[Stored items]
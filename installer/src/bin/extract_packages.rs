//! Component extraction entrypoint.
//!
//! Expands the Javonet PHP SDK component archives into `javonet/` so the
//! PSR-4 autoloader can find them. Run it after `javonet-download-lfs`.

use clap::Parser;
use javonet_installer::cli::ExtractCli;
use javonet_installer::error::{InstallerError, Result};
use javonet_installer::extract_flow::run_extract;
use javonet_installer::output::{exit_code_for_run_result, init_logging};
use std::io::Write;

fn main() {
    init_logging();
    let cli = ExtractCli::parse();
    let mut stdout = std::io::stdout().lock();
    let run_result = run(&cli, &mut stdout);
    let mut stderr = std::io::stderr();
    let exit_code = exit_code_for_run_result(run_result, &mut stderr);
    if exit_code != 0 {
        std::process::exit(exit_code);
    }
}

fn run(cli: &ExtractCli, out: &mut dyn Write) -> Result<()> {
    run_extract(cli.package_dir(), out)?;
    out.flush().map_err(|source| InstallerError::WriteFailed { source })
}
//! Test support utilities for installer behavioural tests.
//!
//! Provides a scratch SDK installation laid out the way Composer installs it
//! and a minimal HTTP/1.1 server that serves fixed bodies by request path.

#![allow(dead_code, reason = "each test binary uses a different subset")]

use camino::{Utf8Path, Utf8PathBuf};
use javonet_installer::lfs::scan::PACKAGES_DIR_NAME;
use javonet_installer::lockfile::{LOCK_FILE_NAME, SDK_PACKAGE_NAME};
use javonet_installer::test_utils::lock_file_json;
use std::collections::HashMap;
use std::io::{Read, Write};
use std::net::{TcpListener, TcpStream};
use std::sync::{Arc, Mutex};
use std::thread;
use std::time::Duration;
use tempfile::TempDir;

/// A project with the SDK installed under `vendor/javonet/javonet-php-sdk`.
pub struct SdkInstall {
    _temp: TempDir,
    /// Project root holding `composer.lock`.
    pub root: Utf8PathBuf,
    /// Installed SDK package directory.
    pub package_dir: Utf8PathBuf,
}

impl SdkInstall {
    /// Create an empty installation with a `packages/` directory.
    pub fn new() -> Self {
        let temp = tempfile::tempdir().expect("temp dir");
        let root = Utf8PathBuf::try_from(temp.path().to_path_buf()).expect("UTF-8 temp path");
        let package_dir = root.join("vendor/javonet/javonet-php-sdk");
        std::fs::create_dir_all(package_dir.join(PACKAGES_DIR_NAME))
            .expect("create packages dir");
        Self {
            _temp: temp,
            root,
            package_dir,
        }
    }

    /// Directory holding the component archives.
    pub fn packages_dir(&self) -> Utf8PathBuf {
        self.package_dir.join(PACKAGES_DIR_NAME)
    }

    /// Path of the project lock file.
    pub fn lock_file(&self) -> Utf8PathBuf {
        self.root.join(LOCK_FILE_NAME)
    }

    /// Record `version` as the installed SDK version.
    pub fn lock_version(&self, version: &str) {
        std::fs::write(self.lock_file(), lock_file_json(SDK_PACKAGE_NAME, version))
            .expect("write lock file");
    }

    /// Path of `name` inside the packages directory.
    pub fn package_file(&self, name: &str) -> Utf8PathBuf {
        self.packages_dir().join(name)
    }
}

/// A request seen by [`FileServer`].
#[derive(Debug, Clone)]
pub struct SeenRequest {
    /// Request path, for example `/raw/v2.3.1/packages/javonet-sdk.zip`.
    pub path: String,
    /// Raw request head, lower-cased for header matching.
    pub head: String,
}

/// How a [`FileServer`] releases response bodies.
#[derive(Debug, Clone, Copy)]
pub enum Pacing {
    /// Write each body in one go.
    Immediate,
    /// Write `chunk` bytes, then wait `delay`, until the body is sent.
    Trickle {
        /// Bytes written per burst.
        chunk: usize,
        /// Pause between bursts.
        delay: Duration,
    },
}

/// Minimal HTTP server that answers `GET` with a fixed body per path.
///
/// Unknown paths get `404 Not Found`. The server runs on a background thread
/// until the test process exits.
pub struct FileServer {
    base_url: String,
    requests: Arc<Mutex<Vec<SeenRequest>>>,
}

impl FileServer {
    /// Start serving `files`, keyed by request path.
    pub fn start(files: HashMap<String, Vec<u8>>) -> Self {
        Self::start_paced(files, Pacing::Immediate)
    }

    /// Start serving `files`, releasing bodies according to `pacing`.
    pub fn start_paced(files: HashMap<String, Vec<u8>>, pacing: Pacing) -> Self {
        let listener = TcpListener::bind("127.0.0.1:0").expect("bind");
        let port = listener.local_addr().expect("local addr").port();
        let files = Arc::new(files);
        let requests = Arc::new(Mutex::new(Vec::new()));
        let seen = Arc::clone(&requests);
        thread::spawn(move || {
            for stream in listener.incoming().flatten() {
                let files = Arc::clone(&files);
                let seen = Arc::clone(&seen);
                thread::spawn(move || handle(stream, &files, &seen, pacing));
            }
        });
        Self {
            base_url: format!("http://127.0.0.1:{port}"),
            requests,
        }
    }

    /// Base URL without a trailing slash.
    pub fn base_url(&self) -> &str {
        &self.base_url
    }

    /// Requests received so far.
    pub fn requests(&self) -> Vec<SeenRequest> {
        self.requests.lock().expect("request log").clone()
    }
}

fn handle(
    mut stream: TcpStream,
    files: &HashMap<String, Vec<u8>>,
    seen: &Mutex<Vec<SeenRequest>>,
    pacing: Pacing,
) {
    let _ = stream.set_read_timeout(Some(Duration::from_secs(2)));
    let _ = stream.set_write_timeout(Some(Duration::from_secs(2)));
    let Some(head) = read_head(&mut stream) else {
        return;
    };
    let path = head
        .lines()
        .next()
        .and_then(|line| line.split_whitespace().nth(1))
        .unwrap_or("/")
        .to_owned();
    if let Ok(mut log) = seen.lock() {
        log.push(SeenRequest {
            path: path.clone(),
            head: head.to_ascii_lowercase(),
        });
    }

    let Some(body) = files.get(&path) else {
        let _ = stream.write_all(NOT_FOUND);
        return;
    };
    let header = format!(
        "HTTP/1.1 200 OK\r\nContent-Type: application/octet-stream\r\n\
         Content-Length: {}\r\nConnection: close\r\n\r\n",
        body.len()
    );
    if stream.write_all(header.as_bytes()).is_err() {
        return;
    }
    match pacing {
        Pacing::Immediate => {
            let _ = stream.write_all(body);
        }
        Pacing::Trickle { chunk, delay } => {
            for piece in body.chunks(chunk.max(1)) {
                if stream.write_all(piece).and_then(|()| stream.flush()).is_err() {
                    return;
                }
                thread::sleep(delay);
            }
        }
    }
    let _ = stream.flush();
}

const NOT_FOUND: &[u8] =
    b"HTTP/1.1 404 Not Found\r\nContent-Length: 0\r\nConnection: close\r\n\r\n";

/// Start a server that accepts connections but never answers.
///
/// Returns the base URL. Connections are held open for `hold`.
pub fn start_silent_server(hold: Duration) -> String {
    let listener = TcpListener::bind("127.0.0.1:0").expect("bind");
    let port = listener.local_addr().expect("local addr").port();
    thread::spawn(move || {
        for stream in listener.incoming().flatten() {
            thread::spawn(move || {
                thread::sleep(hold);
                drop(stream);
            });
        }
    });
    format!("http://127.0.0.1:{port}")
}

fn read_head(stream: &mut TcpStream) -> Option<String> {
    let mut head = Vec::new();
    let mut buf = [0u8; 1024];
    while !head.windows(4).any(|window| window == b"\r\n\r\n") {
        let n = stream.read(&mut buf).ok()?;
        if n == 0 {
            break;
        }
        head.extend_from_slice(buf.get(..n)?);
    }
    String::from_utf8(head).ok()
}

/// Return the paths of every regular file below `dir`, relative to it.
pub fn relative_files(dir: &Utf8Path) -> Vec<String> {
    let mut files: Vec<String> = walkdir::WalkDir::new(dir)
        .into_iter()
        .filter_map(Result::ok)
        .filter(|entry| entry.file_type().is_file())
        .filter_map(|entry| {
            entry
                .path()
                .strip_prefix(dir.as_std_path())
                .ok()
                .and_then(|p| p.to_str())
                .map(str::to_owned)
        })
        .collect();
    files.sort();
    files
}
//! Git LFS pointer handling for the SDK `packages/` directory.
//!
//! The SDK repository stores its component archives in Git LFS. Installing
//! the package without LFS support leaves small text pointers in place of
//! the archives; this module recognises those pointers and lists the files
//! that must be fetched from the release.
//!
//! # Sub-modules
//!
//! - [`pointer`] - Pointer file recognition.
//! - [`scan`] - Packages directory scanning and release URL construction.

pub mod pointer;
pub mod scan;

THE PROBLEM: Copy every line of the data above, beginning with the first and ending with the line that contains "PSR-4 autoloader can", and give nothing more.

SOLUTION:
filename installer/src/bin/extract_packages.rs
//! Component extraction entrypoint.
//!
//! Expands the Javonet PHP SDK component archives into `javonet/` so the
//! PSR-4 autoloader can find them. Run it after `javonet-download-lfs`.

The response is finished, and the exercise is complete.